What Bruce discovers is that he is rather self-centred and that he uses his powers, often in petty ways to annoy people, just for himself. When God arranges a meeting with Bruce on top of Mount Everest so that they can admire creation, he urges Bruce to think beyond himself and to think about people's prayers. Bruce is somewhat overwhelmed, especially when he finds that one of the most constant of people praying is his girlfriend - who has the significant name, Grace. Bruce begins to see the world rather differently, through God's eyes.

Perhaps this makes the film sound more serious than it is. All this reflection on God and prayer is set within a funny comedy. Fans of Jim Carrey now know that he can do clowning slapstick comedy but, after The Truman Show, that he can do more witty and thoughtful comedy as well.

People often say that they should make more positive films and films with moral and religious values. Tom Shadyac has been able to combine truly important themes with a popular comedy.

Dark Blue

Hard action, hard hitting and hard sounding, this is a very interesting film about police work and police corruption in Los Angeles. The setting is 1991. The film opens with footage of the Rodney King beatings by a group of police. The action of the film takes place during the trial of these police and their subsequently being found not guilty. This acquittal sparked off riots and looting as the African American population expressed anger at the verdict.

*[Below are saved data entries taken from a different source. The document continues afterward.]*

//! Recursive scrubbing of attachment metadata.
//!
//! Attachment lists are arbitrary JSON. Every string leaf goes through
//! [`scan_for_secrets`]; mapping entries whose key names a credential-bearing
//! field are dropped outright.

use serde_json::{Map, Value};

use crate::secrets::scan_for_secrets;

/// Attachment fields that carry credentials or fetchable locations. Stored in
/// matching form: lowercase, no whitespace.
pub const ATTACHMENT_REDACT_KEYS: &[&str] = &[
    "download_url",
    "headers",
    "authorization",
    "signed_url",
    "bearer_token",
];

/// Whether a mapping key names a credential field. Case, whitespace and NUL
/// characters in `key` are ignored.
fn names_credential_field(key: &str) -> bool {
    let folded: String = key
        .chars()
        .filter(|ch| !ch.is_whitespace() && *ch != '\0')
        .flat_map(char::to_lowercase)
        .collect();
    ATTACHMENT_REDACT_KEYS.contains(&folded.as_str())
}

/// Sanitized copy of a value plus what was done to it.
#[derive(Debug, Clone, PartialEq)]
pub struct StructureScrub {
    pub value: Value,
    /// Secret matches replaced in string leaves.
    pub replacements: i64,
    /// Sensitive keys dropped while holding a non-empty value.
    pub keys_removed: i64,
}

impl StructureScrub {
    fn leaf(value: Value, replacements: i64) -> Self {
        Self {
            value,
            replacements,
            keys_removed: 0,
        }
    }
}

/// Recursively scrub secrets in a JSON structure, depth-first.
#[must_use]
pub fn scrub_structure(value: &Value) -> StructureScrub {
    match value {
        Value::String(s) => {
            let scan = scan_for_secrets(s);
            StructureScrub::leaf(Value::String(scan.text), scan.replacements)
        }
        Value::Array(items) => {
            let mut replacements = 0;
            let mut keys_removed = 0;
            let mut out = Vec::with_capacity(items.len());
            for item in items {
                let child = scrub_structure(item);
                replacements += child.replacements;
                keys_removed += child.keys_removed;
                out.push(child.value);
            }
            StructureScrub {
                value: Value::Array(out),
                replacements,
                keys_removed,
            }
        }
        Value::Object(entries) => {
            let mut replacements = 0;
            let mut keys_removed = 0;
            let mut out = Map::new();
            for (key, val) in entries {
                if names_credential_field(key) {
                    // Dropped either way; only counted when something was there.
                    if carries_value(val) {
                        keys_removed += 1;
                    }
                    continue;
                }
                let child = scrub_structure(val);
                replacements += child.replacements;
                keys_removed += child.keys_removed;
                out.insert(key.clone(), child.value);
            }
            StructureScrub {
                value: Value::Object(out),
                replacements,
                keys_removed,
            }
        }
        scalar => StructureScrub::leaf(scalar.clone(), 0),
    }
}

/// False for `null` and for zero-length strings, lists and mappings.
fn carries_value(value: &Value) -> bool {
    match value {
        Value::Null => false,
        Value::String(text) => !text.is_empty(),
        Value::Array(items) => !items.is_empty(),
        Value::Object(entries) => !entries.is_empty(),
        Value::Bool(_) | Value::Number(_) => true,
    }
}

fn sorted(value: &Value) -> Value {
    match value {
        Value::Array(items) => Value::Array(items.iter().map(sorted).collect()),
        Value::Object(entries) => {
            let mut keys: Vec<&String> = entries.keys().collect();
            keys.sort();
            let mut out = Map::new();
            for key in keys {
                out.insert(key.clone(), sorted(&entries[key.as_str()]));
            }
            Value::Object(out)
        }
        other => other.clone(),
    }
}

/// Compact JSON with mapping keys sorted at every depth.
///
/// Identical input always yields identical bytes, regardless of the order the
/// keys were stored in.
#[must_use]
pub fn canonical_json(value: &Value) -> String {
    serde_json::to_string(&sorted(value)).unwrap_or_else(|_| "[]".to_string())
}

The story is by James Ellroy, author of another book about police corruption, LA Confidential, which was made into a very successful and Oscar-winning film. Dark Blue is even more gritty, focussing as it does on a staunch, 'redneck' officer played by Kurt Russell in one of his best performances. His grandfather was a policeman when Los Angeles was a frontier town. His father was a respected officer. He has tried to live up to his father's expectations but his views and his disgust at criminals have taken him into a dangerous vigilante path, especially under directions from his father's partner, a bent chief of police, played all to believably by Brendan Gleeson.

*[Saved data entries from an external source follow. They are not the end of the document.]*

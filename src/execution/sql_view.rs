//! SQL-view execution strategy.
//!
//! Selects from the configured view with one equality predicate per
//! non-empty supplied parameter. Predicate order follows the declared
//! parameter order; clauses are AND-ed. Empty parameters contribute no
//! predicate rather than matching NULL.

use super::{ordered_bind_values, ExecutionStrategy, ParameterMap, ResultRow};
use crate::error::Result;
use crate::models::ExecutionConfig;
use crate::transport::{placeholder, BindValue, SqlExecutor, SqlStatement};
use crate::validation::validate_sql_identifier;
use std::sync::Arc;
use tracing::debug;

pub struct SqlViewStrategy {
    executor: Arc<dyn SqlExecutor>,
}

impl SqlViewStrategy {
    pub fn new(executor: Arc<dyn SqlExecutor>) -> Self {
        Self { executor }
    }

    fn statement(&self, config: &ExecutionConfig, params: &ParameterMap) -> Result<SqlStatement> {
        validate_sql_identifier(&config.target)?;

        let mut binds = Vec::new();
        let mut predicates = Vec::new();
        for (name, value) in ordered_bind_values(config, params) {
            let bind = BindValue::from_json(&value);
            if bind.is_null() {
                continue;
            }
            validate_sql_identifier(&name)?;
            predicates.push(format!(
                "{name} = {}",
                placeholder(config.provider, binds.len())
            ));
            binds.push(bind);
        }

        let mut sql = format!("SELECT * FROM {}", config.target);
        if !predicates.is_empty() {
            sql.push_str(" WHERE ");
            sql.push_str(&predicates.join(" AND "));
        }

        debug!(
            view = %config.target,
            predicate_count = predicates.len(),
            "prepared view query"
        );
        Ok(SqlStatement::new(sql, binds))
    }
}

#[async_trait::async_trait]
impl ExecutionStrategy for SqlViewStrategy {
    async fn execute_query(
        &self,
        config: &ExecutionConfig,
        params: &ParameterMap,
    ) -> Result<Vec<ResultRow>> {
        let statement = self.statement(config, params)?;
        self.executor
            .fetch_rows(&config.connection, config.provider, statement)
            .await
    }

    /// The scalar contract for a view is its matching row count.
    async fn execute_scalar(
        &self,
        config: &ExecutionConfig,
        params: &ParameterMap,
    ) -> Result<u64> {
        let rows = self.execute_query(config, params).await?;
        Ok(rows.len() as u64)
    }
}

Things come to a head when his apprentice partner (Scott Speedman) is investigated for a fatal shooting during a surveillance. Ramrodly upright officer, Ving Rhames, who has ambitions to be the first African American police chief, is unrelenting in his pursuit of corruption, especially in the context of the King incident.

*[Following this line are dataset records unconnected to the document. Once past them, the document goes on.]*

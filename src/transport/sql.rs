//! Bundled SQL executor over `sqlx`'s Any driver.
//!
//! Covers the PostgreSql and MySql providers with one pool cache keyed by
//! connection descriptor. SqlServer and Oracle have no sqlx driver;
//! deployments targeting them plug in their own [`SqlExecutor`].

use super::{BindValue, SqlExecutor, SqlStatement};
use crate::error::{RelayError, Result};
use crate::execution::ResultRow;
use crate::models::SqlProvider;
use dashmap::DashMap;
use sqlx::any::{install_default_drivers, AnyPoolOptions, AnyRow};
use sqlx::{AnyPool, Column, Row};
use std::sync::OnceLock;
use tracing::debug;

static DRIVERS_INSTALLED: OnceLock<()> = OnceLock::new();

/// `sqlx`-backed [`SqlExecutor`] with per-connection pooling.
pub struct SqlxExecutor {
    pools: DashMap<String, AnyPool>,
    max_connections: u32,
}

impl SqlxExecutor {
    pub fn new(max_connections: u32) -> Self {
        DRIVERS_INSTALLED.get_or_init(install_default_drivers);
        Self {
            pools: DashMap::new(),
            max_connections,
        }
    }

    fn ensure_supported(&self, provider: SqlProvider, connection: &str) -> Result<()> {
        let expected_scheme = match provider {
            SqlProvider::PostgreSql => "postgres",
            SqlProvider::MySql => "mysql",
            SqlProvider::SqlServer | SqlProvider::Oracle => {
                return Err(RelayError::Configuration(format!(
                    "provider '{}' is not supported by the bundled sqlx connector",
                    provider.as_str()
                )))
            }
        };
        if !connection.starts_with(expected_scheme) {
            return Err(RelayError::Configuration(format!(
                "connection descriptor does not match provider '{}'",
                provider.as_str()
            )));
        }
        Ok(())
    }

    async fn pool_for(&self, connection: &str) -> Result<AnyPool> {
        if let Some(pool) = self.pools.get(connection) {
            return Ok(pool.clone());
        }
        debug!(descriptor = redact(connection), "opening connection pool");
        let pool = AnyPoolOptions::new()
            .max_connections(self.max_connections)
            .connect(connection)
            .await
            .map_err(classify_sqlx_error)?;
        self.pools.insert(connection.to_string(), pool.clone());
        Ok(pool)
    }
}

#[async_trait::async_trait]
impl SqlExecutor for SqlxExecutor {
    async fn fetch_rows(
        &self,
        connection: &str,
        provider: SqlProvider,
        statement: SqlStatement,
    ) -> Result<Vec<ResultRow>> {
        self.ensure_supported(provider, connection)?;
        let pool = self.pool_for(connection).await?;

        let mut query = sqlx::query::<sqlx::Any>(&statement.sql);
        for bind in &statement.binds {
            query = bind_value(query, bind);
        }

        let rows = query.fetch_all(&pool).await.map_err(classify_sqlx_error)?;
        Ok(rows.iter().map(decode_row).collect())
    }

    async fn execute(
        &self,
        connection: &str,
        provider: SqlProvider,
        statement: SqlStatement,
    ) -> Result<u64> {
        self.ensure_supported(provider, connection)?;
        let pool = self.pool_for(connection).await?;

        let mut query = sqlx::query::<sqlx::Any>(&statement.sql);
        for bind in &statement.binds {
            query = bind_value(query, bind);
        }

        let done = query.execute(&pool).await.map_err(classify_sqlx_error)?;
        Ok(done.rows_affected())
    }
}

type AnyQuery<'q> = sqlx::query::Query<'q, sqlx::Any, sqlx::any::AnyArguments<'q>>;

fn bind_value<'q>(query: AnyQuery<'q>, bind: &BindValue) -> AnyQuery<'q> {
    match bind {
        BindValue::Null => query.bind(Option::<String>::None),
        BindValue::Bool(b) => query.bind(*b),
        BindValue::Int(i) => query.bind(*i),
        BindValue::Float(f) => query.bind(*f),
        BindValue::Text(s) => query.bind(s.clone()),
    }
}

fn decode_row(row: &AnyRow) -> ResultRow {
    let mut record = ResultRow::new();
    for (index, column) in row.columns().iter().enumerate() {
        record.insert(column.name().to_string(), decode_column(row, index));
    }
    record
}

/// Decode one column into the relay value space, trying the narrow types
/// first so numeric columns keep their shape.
fn decode_column(row: &AnyRow, index: usize) -> serde_json::Value {
    if let Ok(value) = row.try_get::<Option<i64>, _>(index) {
        return value.map(serde_json::Value::from).unwrap_or(serde_json::Value::Null);
    }
    if let Ok(value) = row.try_get::<Option<f64>, _>(index) {
        return value.map(serde_json::Value::from).unwrap_or(serde_json::Value::Null);
    }
    if let Ok(value) = row.try_get::<Option<bool>, _>(index) {
        return value.map(serde_json::Value::from).unwrap_or(serde_json::Value::Null);
    }
    if let Ok(value) = row.try_get::<Option<String>, _>(index) {
        return value.map(serde_json::Value::from).unwrap_or(serde_json::Value::Null);
    }
    serde_json::Value::Null
}

/// Timeouts and connectivity failures are transient; everything else is a
/// terminal configuration or statement problem.
fn classify_sqlx_error(error: sqlx::Error) -> RelayError {
    match &error {
        sqlx::Error::PoolTimedOut => RelayError::transient("connection pool timed out"),
        sqlx::Error::Io(io) => RelayError::transient(format!("database io failure: {io}")),
        sqlx::Error::PoolClosed => RelayError::transient("connection pool closed"),
        _ => RelayError::Configuration(format!("database call failed: {error}")),
    }
}

fn redact(connection: &str) -> String {
    match connection.split_once('@') {
        Some((_, host)) => format!("<credentials>@{host}"),
        None => connection.to_string(),
    }
}

#[cfg(test)]
mod tests {
    use super::*;

    #[test]
    fn unsupported_providers_are_configuration_errors() {
        let executor = SqlxExecutor::new(4);
        let err = executor
            .ensure_supported(SqlProvider::Oracle, "oracle://db")
            .unwrap_err();
        assert!(matches!(err, RelayError::Configuration(_)));
    }

    #[test]
    fn provider_scheme_mismatch_rejected() {
        let executor = SqlxExecutor::new(4);
        let err = executor
            .ensure_supported(SqlProvider::PostgreSql, "mysql://db/relay")
            .unwrap_err();
        assert!(matches!(err, RelayError::Configuration(_)));
        assert!(executor
            .ensure_supported(SqlProvider::PostgreSql, "postgresql://db/relay")
            .is_ok());
    }

    #[test]
    fn credentials_redacted_from_logs() {
        assert_eq!(
            redact("postgres://user:secret@db/relay"),
            "<credentials>@db/relay"
        );
    }
}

This makes for strong courtroom style drama as well as the portrayal of violence in the streets and the manipulation of evidence to frame known criminals and their cold-blooded execution. When it becomes too much for his partner and he himself becomes a target (as well as his wife leaving him), Russell has to reassess his life and values and make a decision with integrity.

Impressive direction from Ron Shelton, better known for his sports films including Bull Durham and The Tin Cup.

Animal Factory

There have been many prison films, tough, harsh, frightening films. This is one of those, although its material is generally familiar and does not offer anything particularly new. Its strength is in its performances. Willem Dafoe is always credible as someone with a dark side. Here he is the 'boss' amongst the prisoners, serving a 25 year sentence, well ingratiated with the wardens, able to deal drugs and to influence any faction in the prison. Edward Furlong is a rich kid drug dealer, sentenced to the prison, who teams up with Dafoe and his clique, learning the ways of the prison, being protected, but flaring up in anger and endangering his parole. One of the difficulties is that Furlong is either miscast or does not give a persuasive performance because his character does not seem to fit his behaviour - almost too nice for the violence, surliness and attacks on authority. The rest of the cast make quite a believable job of portraying harsh criminal elements.

Steve Buscemi, no slouch at portraying seedy villains, directed the film and plays one of the prison officers. The title of the film seems very pessimistic and we are shown how prison can turn men into animals. However, there are elements that offer some hope for redemption - or, at least, of accepting one's fate.